Some of them believe in a prophet after the Blessed Messenger, the Prophet Muhammed saw.
Some of them like Sam Gerrans believe that the world is flat and that this is what the Qur’an teaches us.
This particular individual I have not interacted with in some time and in my response you will see why.
First let us deal with the emotives. The emotional outburst.
“Have you ever asked yourself, how is NIKAH possible with a 6 year old??? Did Aisha know what was going on? Did she consent? The traditionalist plays with gymnastics and says “oh, but it wasn’t consummated until she was 9. The fact of the matter is, she was MARRIED at 6 making her a CHILD! How the hell can you defend this???”
What do you say to the emotives?
Next this person superimposes a meaning upon the text. Again using the frame of reference of the upbringing in the 21 century.

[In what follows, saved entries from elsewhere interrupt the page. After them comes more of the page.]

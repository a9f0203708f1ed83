// Copyright 2024 chonkfs
//
// Licensed under the Apache License, Version 2.0 (the "License");
// you may not use this file except in compliance with the License.
// You may obtain a copy of the License at
//
//      http://www.apache.org/licenses/LICENSE-2.0
//
// Unless required by applicable law or agreed to in writing, software
// distributed under the License is distributed on an "AS IS" BASIS,
// WITHOUT WARRANTIES OR CONDITIONS OF ANY KIND, either express or implied.
// See the License for the specific language governing permissions and
// limitations under the License.

//! The byte level view of chonkfs.
//!
//! A [File] turns reads and writes at arbitrary offsets into operations on
//! the chunks of a [StorageFile](chonk_storage::StorageFile), a [Directory]
//! hands out such files over any
//! [StorageDirectory](chonk_storage::StorageDirectory).

mod config;
pub use config::Config;
mod directory;
pub use directory::Directory;
pub mod err;
mod file;
pub use file::File;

“An important thing to note is that the chapter starts off by saying: “O Prophet, when you [Muslims] divorce women (An-Nisaa)”. It says WOMEN and not Jariyah (young girls)! Even the Verse quoted above says “menstruation among your WOMEN (Nisaa)”
Yet you notice what “Abdullah” doesn’t do?
“Abdullah” doesn’t tell us what is it that distinguishes a female that is imraa and a female that is jariyah.
Yet the Qur’an is not silent on this.
“And those who no longer expect menstruation among your women – if you doubt, then their period is three months, and [also for] those who have not menstruated. And for those who are pregnant, their term is until they give birth. And whoever fears Allah – He will make for him of his matter ease. {Qur’an 65:4}
Menstration is what distinguishes a female that is a Nisa – and a female that is jariyah.
Notice also that “Abdullah” absolutely concedes this point in what he thinks is a refutation of what is put.
Read carefully:
“Primary Amenorrhea: mentrual periods have never begun (by age 16).
Secondary Amenorrhea: the absence of menstrual periods for three consecutive months or a time period of more than six months in WOMEN WHO WAS PREVIOUSLY MENSTRUATING” < Very Good.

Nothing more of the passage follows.